HOT-7, also known as 4-propylthio-2,5-dimethoxy-N-hydroxyphenethylamine or as N-hydroxy-2C-T-7, is a psychedelic drug of the phenethylamine, 2C, and HOT-x families. It is the N-hydroxy derivative of 2C-T-7. The drug is taken orally.

==Use and effects==
In his book PiHKAL (Phenethylamines I Have Known and Loved), Alexander Shulgin lists HOT-7's dose range as 15 to 20 mg orally and its duration as 6 to 8 hours. The drug's onset and peak of effects were not described. HOT-7's properties are similar to those of 2C-T-7, which has a dose of 10 to 30 mg orally and a duration of 8 to 15 hours, although HOT-7 may have a somewhat shorter duration. HOT-7 may act as a prodrug of 2C-T-7.

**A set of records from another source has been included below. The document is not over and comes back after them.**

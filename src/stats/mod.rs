//! Aggregates shown on the dashboard and stats screens.
//!
//! Amounts are converted to the reference currency with the account's rate.
//! A selected account without a usable rate fails the whole computation.

use std::collections::BTreeMap;

use chrono::NaiveDate;
use rust_decimal::Decimal;

use crate::models::{Balance, BankAccount, Category, CurrencyRates, Flow, Transfer};
use crate::replay::{reference_rate, sum_checked, to_reference, ReplayError};

#[derive(Debug, Clone, PartialEq)]
pub(crate) struct AccountEarnings {
    pub(crate) account: BankAccount,
    /// Sum of positive flows, in the account currency.
    pub(crate) income: Decimal,
    /// Sum of negative flows as a positive number, in the account currency.
    pub(crate) expense: Decimal,
}

impl AccountEarnings {
    pub(crate) fn net(&self) -> Decimal {
        self.income - self.expense
    }
}

#[derive(Debug, Clone, PartialEq)]
pub(crate) struct CategoryTotals {
    pub(crate) category: Category,
    pub(crate) income: Decimal,
    pub(crate) expense: Decimal,
    /// Fraction of all income, 0 to 1.
    pub(crate) income_share: Decimal,
    /// Fraction of all expenses, 0 to 1.
    pub(crate) expense_share: Decimal,
}

#[derive(Debug, Clone, PartialEq)]
pub(crate) struct DayFlows {
    pub(crate) date: NaiveDate,
    pub(crate) earned: Decimal,
    /// Positive amount.
    pub(crate) spent: Decimal,
}

#[derive(Debug, Clone, PartialEq)]
pub(crate) struct AccountShare {
    pub(crate) account: BankAccount,
    pub(crate) value: Decimal,
    /// Fraction of the positive total; zero for empty or overdrawn accounts.
    pub(crate) share: Decimal,
}

/// Sum of the selected balances in the reference currency.
pub(crate) fn total_in_reference(
    balances: &[Balance],
    rates: &CurrencyRates,
    selected: &[i64],
) -> Result<Decimal, ReplayError> {
    let mut converted = Vec::new();
    for b in balances.iter().filter(|b| is_selected(selected, b.account_id())) {
        converted.push(to_reference(b.balance, reference_rate(rates, &b.account)?)?);
    }
    sum_checked(converted)
}

/// Change of the overall worth since `since` (inclusive), in the reference
/// currency.
///
/// Flows count at today's rate. Transfers only matter when they cross
/// currencies: the credited side is worth `amount * rate / rate_to` while
/// the debited side loses `amount / rate_from`.
pub(crate) fn net_change_since(
    flows: &[Flow],
    transfers: &[Transfer],
    accounts: &[BankAccount],
    rates: &CurrencyRates,
    since: NaiveDate,
) -> Result<Decimal, ReplayError> {
    let divisors = divisors(accounts, rates)?;

    let mut changes = Vec::new();
    for flow in flows.iter().filter(|f| f.date >= since) {
        if let Some(rate) = divisors.get(&flow.account_id) {
            changes.push(to_reference(flow.cost, *rate)?);
        }
    }
    for transfer in transfers.iter().filter(|t| t.date >= since) {
        let (Some(rate_from), Some(rate_to)) = (
            divisors.get(&transfer.from_account),
            divisors.get(&transfer.to_account),
        ) else {
            continue;
        };
        let credited = transfer.credited().ok_or(ReplayError::Overflow {
            what: "a transfer",
        })?;
        changes.push(to_reference(credited, *rate_to)?);
        changes.push(-to_reference(transfer.amount, *rate_from)?);
    }
    sum_checked(changes)
}

/// Incomes and expenses per account since `since`, in each account's own
/// currency. Accounts keep the order they are given in.
pub(crate) fn earnings_per_account(
    flows: &[Flow],
    accounts: &[BankAccount],
    since: NaiveDate,
) -> Vec<AccountEarnings> {
    accounts
        .iter()
        .map(|account| {
            let mut earnings = AccountEarnings {
                account: account.clone(),
                income: Decimal::ZERO,
                expense: Decimal::ZERO,
            };
            for flow in flows
                .iter()
                .filter(|f| f.date >= since && Some(f.account_id) == account.id)
            {
                if flow.is_income() {
                    earnings.income += flow.cost;
                } else {
                    earnings.expense += flow.abs_cost();
                }
            }
            earnings
        })
        .collect()
}

/// Reference-currency incomes and expenses per category, biggest spending
/// first. Flows whose category is unknown are left out.
pub(crate) fn category_breakdown(
    flows: &[Flow],
    categories: &[Category],
    accounts: &[BankAccount],
    rates: &CurrencyRates,
    since: NaiveDate,
    selected: &[i64],
) -> Result<Vec<CategoryTotals>, ReplayError> {
    let divisors = selected_divisors(accounts, rates, selected)?;

    let mut sums: BTreeMap<i64, (Decimal, Decimal)> = BTreeMap::new();
    for flow in flows.iter().filter(|f| f.date >= since) {
        let Some(rate) = divisors.get(&flow.account_id) else {
            continue;
        };
        if Category::find_by_id(categories, flow.category_id).is_none() {
            continue;
        }
        let entry = sums.entry(flow.category_id).or_default();
        accumulate(entry, flow, *rate)?;
    }

    let total_income = sum_checked(sums.values().map(|(i, _)| *i))?;
    let total_expense = sum_checked(sums.values().map(|(_, e)| *e))?;

    let mut rows: Vec<CategoryTotals> = sums
        .into_iter()
        .filter_map(|(id, (income, expense))| {
            let category = Category::find_by_id(categories, id)?.clone();
            Some(CategoryTotals {
                category,
                income,
                expense,
                income_share: share(income, total_income),
                expense_share: share(expense, total_expense),
            })
        })
        .collect();

    rows.sort_by(|a, b| {
        b.expense
            .cmp(&a.expense)
            .then_with(|| b.income.cmp(&a.income))
            .then_with(|| a.category.name.cmp(&b.category.name))
    });
    Ok(rows)
}

/// Earned and spent amounts for every day of `[first, last]`, in the
/// reference currency rounded to cents. Days without flows are zero.
pub(crate) fn daily_flows(
    flows: &[Flow],
    accounts: &[BankAccount],
    rates: &CurrencyRates,
    first: NaiveDate,
    last: NaiveDate,
    selected: &[i64],
) -> Result<Vec<DayFlows>, ReplayError> {
    if first > last {
        return Err(ReplayError::InvalidRange { first, last });
    }
    let divisors = selected_divisors(accounts, rates, selected)?;

    let mut by_day: BTreeMap<NaiveDate, (Decimal, Decimal)> = BTreeMap::new();
    for flow in flows.iter().filter(|f| f.date >= first && f.date <= last) {
        let Some(rate) = divisors.get(&flow.account_id) else {
            continue;
        };
        let entry = by_day.entry(flow.date).or_default();
        accumulate(entry, flow, *rate)?;
    }

    Ok(first
        .iter_days()
        .take_while(|d| *d <= last)
        .map(|date| {
            let (earned, spent) = by_day.get(&date).copied().unwrap_or_default();
            DayFlows {
                date,
                earned: earned.round_dp(2),
                spent: spent.round_dp(2),
            }
        })
        .collect())
}

/// How the selected balances split across accounts, largest first.
pub(crate) fn balance_repartition(
    balances: &[Balance],
    rates: &CurrencyRates,
    selected: &[i64],
) -> Result<Vec<AccountShare>, ReplayError> {
    let mut values = Vec::new();
    for b in balances.iter().filter(|b| is_selected(selected, b.account_id())) {
        let value = to_reference(b.balance, reference_rate(rates, &b.account)?)?;
        values.push((b.account.clone(), value));
    }
    let positive_total = sum_checked(
        values
            .iter()
            .map(|(_, v)| *v)
            .filter(|v| *v > Decimal::ZERO),
    )?;

    let mut shares: Vec<AccountShare> = values
        .into_iter()
        .map(|(account, value)| AccountShare {
            share: if value > Decimal::ZERO {
                share(value, positive_total)
            } else {
                Decimal::ZERO
            },
            account,
            value,
        })
        .collect();
    shares.sort_by(|a, b| b.value.cmp(&a.value));
    Ok(shares)
}

fn is_selected(selected: &[i64], id: Option<i64>) -> bool {
    id.is_some_and(|id| selected.contains(&id))
}

/// Add a flow to an `(income, expense)` pair, converted with `rate`.
fn accumulate(
    entry: &mut (Decimal, Decimal),
    flow: &Flow,
    rate: Decimal,
) -> Result<(), ReplayError> {
    let value = to_reference(flow.cost, rate)?;
    let overflow = ReplayError::Overflow { what: "a flow total" };
    if flow.is_income() {
        entry.0 = entry.0.checked_add(value).ok_or(overflow)?;
    } else {
        entry.1 = entry.1.checked_sub(value).ok_or(overflow)?;
    }
    Ok(())
}

fn share(part: Decimal, total: Decimal) -> Decimal {
    if total.is_zero() {
        Decimal::ZERO
    } else {
        part / total
    }
}

fn divisors(
    accounts: &[BankAccount],
    rates: &CurrencyRates,
) -> Result<BTreeMap<i64, Decimal>, ReplayError> {
    let mut out = BTreeMap::new();
    for account in accounts {
        if let Some(id) = account.id {
            out.insert(id, reference_rate(rates, account)?);
        }
    }
    Ok(out)
}

fn selected_divisors(
    accounts: &[BankAccount],
    rates: &CurrencyRates,
    selected: &[i64],
) -> Result<BTreeMap<i64, Decimal>, ReplayError> {
    let chosen: Vec<BankAccount> = accounts
        .iter()
        .filter(|a| is_selected(selected, a.id))
        .cloned()
        .collect();
    divisors(&chosen, rates)
}

#[cfg(test)]
mod tests;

The effects of HOT-7 have been reported to include being "quite psychedelic", very rich in closed-eye imagery, not as much in terms of open-eye visuals, very good for interpretive and conceptual thinking, emotional changes, feeling "smoothly stoned", lightheadedness, alcohol-like tipsiness and wooziness, social avoidance, and gastrointestinal disturbances.

==Chemistry==
===Synthesis===
The chemical synthesis of HOT-7 has been described.

===Analogues===
Analogues of HOT-7 include 2C-T-7, HOT-2 (N-hydroxy-2C-T-2), and HOT-17 (N-hydroxy-2C-T-17), among others.

==History==
HOT-7 was first described in the literature by Alexander Shulgin in his 1991 book PiHKAL (Phenethylamines I Have Known and Loved).

==Society and culture==
===Legal status===
====Canada====
HOT-7 is a controlled substance in Canada under phenethylamine blanket-ban language.

====United Kingdom====
This substance is a Class A drug in the Drugs controlled by the UK Misuse of Drugs Act.